PROBLEM DESCRIPTION: Single out the lines of the material that contain "PartialEq" and copy them.

INPUT MATERIAL:
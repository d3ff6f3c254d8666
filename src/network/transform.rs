//! Degree transforms: per-feature network degree -> penalty multiplier.
//!
//! The built-in transforms are:
//!
//! - `Identity`: `f(x) = x`
//! - `Degree`:   `f(x) = 1 / x`
//! - `Orphan`:   `f(x) = floor + (1 - floor) * exp(-x / scale)`
//! - `Hub`:      `f(x) = floor + (1 - floor) * (1 - exp(-x / scale))`
//!
//! Orphan is non-increasing and Hub non-decreasing in the degree. Both saturate
//! in `[floor, 1]`, so a penalty factor never collapses to zero.
//!
//! Numerical notes:
//! - `1 - exp(-x/s)` is computed as `-expm1(-x/s)` to keep precision for small degrees.
//! - `Degree` at `x = 0` is reported as a domain error instead of producing `inf`.

use clap::ValueEnum;
use serde::{Deserialize, Serialize};

use crate::error::AppError;

/// Closed set of degree transforms.
#[derive(Debug, Clone, Copy, PartialEq, Eq, Hash, Serialize, Deserialize, ValueEnum)]
#[serde(rename_all = "lowercase")]
pub enum DegreeTransform {
    /// Penalty proportional to degree.
    Identity,
    /// Penalty inversely proportional to degree.
    Degree,
    /// Saturating heuristic with larger multipliers for low-degree features.
    Orphan,
    /// Saturating heuristic with larger multipliers for high-degree features.
    Hub,
}

/// Shape parameters of the orphan / hub heuristics.
#[derive(Debug, Clone, Copy, PartialEq, Serialize, Deserialize)]
#[serde(default)]
pub struct HeuristicShape {
    /// Degree at which the heuristic has moved `1 - 1/e` of the way across its range.
    pub scale: f64,
    /// Lower bound of the multiplier.
    pub floor: f64,
}

impl Default for HeuristicShape {
    fn default() -> Self {
        Self {
            scale: 10.0,
            floor: 0.05,
        }
    }
}

impl HeuristicShape {
    pub fn validate(&self) -> Result<(), AppError> {
        if !(self.scale.is_finite() && self.scale > 0.0) {
            return Err(AppError::invalid(format!(
                "Invalid heuristic scale: {} (must be finite and > 0).",
                self.scale
            )));
        }
        if !(self.floor.is_finite() && self.floor > 0.0 && self.floor <= 1.0) {
            return Err(AppError::invalid(format!(
                "Invalid heuristic floor: {} (must be in (0, 1]).",
                self.floor
            )));
        }
        Ok(())
    }
}

/// `f(x) = 1/x`.
pub fn degree_transform() -> DegreeTransform {
    DegreeTransform::Degree
}

/// Heuristic favouring low-degree (orphan) features.
pub fn orphan_heuristic() -> DegreeTransform {
    DegreeTransform::Orphan
}

/// Heuristic favouring high-degree (hub) features.
pub fn hub_heuristic() -> DegreeTransform {
    DegreeTransform::Hub
}

impl DegreeTransform {
    pub const ALL: [DegreeTransform; 4] = [
        DegreeTransform::Identity,
        DegreeTransform::Degree,
        DegreeTransform::Orphan,
        DegreeTransform::Hub,
    ];

    pub fn display_name(self) -> &'static str {
        match self {
            DegreeTransform::Identity => "identity",
            DegreeTransform::Degree => "degree",
            DegreeTransform::Orphan => "orphan",
            DegreeTransform::Hub => "hub",
        }
    }

    /// Evaluate with the default heuristic shape.
    pub fn evaluate(self, x: f64) -> Result<f64, AppError> {
        self.evaluate_with(x, &HeuristicShape::default())
    }

    /// Evaluate at a single degree value.
    pub fn evaluate_with(self, x: f64, shape: &HeuristicShape) -> Result<f64, AppError> {
        self.check_shape(shape)?;
        self.evaluate_feature(None, x, shape)
    }

    /// Map a whole degree vector, attributing domain errors to the feature index.
    pub fn apply(self, degrees: &[f64], shape: &HeuristicShape) -> Result<Vec<f64>, AppError> {
        self.check_shape(shape)?;
        degrees
            .iter()
            .enumerate()
            .map(|(j, &x)| self.evaluate_feature(Some(j), x, shape))
            .collect()
    }

    /// Only the heuristics read the shape.
    fn check_shape(self, shape: &HeuristicShape) -> Result<(), AppError> {
        match self {
            DegreeTransform::Orphan | DegreeTransform::Hub => shape.validate(),
            DegreeTransform::Identity | DegreeTransform::Degree => Ok(()),
        }
    }

    fn evaluate_feature(self, feature: Option<usize>, x: f64, shape: &HeuristicShape) -> Result<f64, AppError> {
        let domain_error = || AppError::DegreeDomain {
            transform: self.display_name(),
            feature,
            degree: x,
        };

        if !(x.is_finite() && x >= 0.0) {
            return Err(domain_error());
        }

        let value = match self {
            DegreeTransform::Identity => x,
            DegreeTransform::Degree => {
                if x == 0.0 {
                    return Err(domain_error());
                }
                1.0 / x
            }
            DegreeTransform::Orphan => {
                let decay = (-x / shape.scale).exp();
                shape.floor + (1.0 - shape.floor) * decay
            }
            DegreeTransform::Hub => {
                let rise = -(-x / shape.scale).exp_m1();
                shape.floor + (1.0 - shape.floor) * rise
            }
        };

        if value.is_finite() {
            Ok(value)
        } else {
            Err(domain_error())
        }
    }
}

THE ANSWER:
#[derive(Debug, Clone, Copy, PartialEq, Eq, Hash, Serialize, Deserialize, ValueEnum)]
#[derive(Debug, Clone, Copy, PartialEq, Serialize, Deserialize)]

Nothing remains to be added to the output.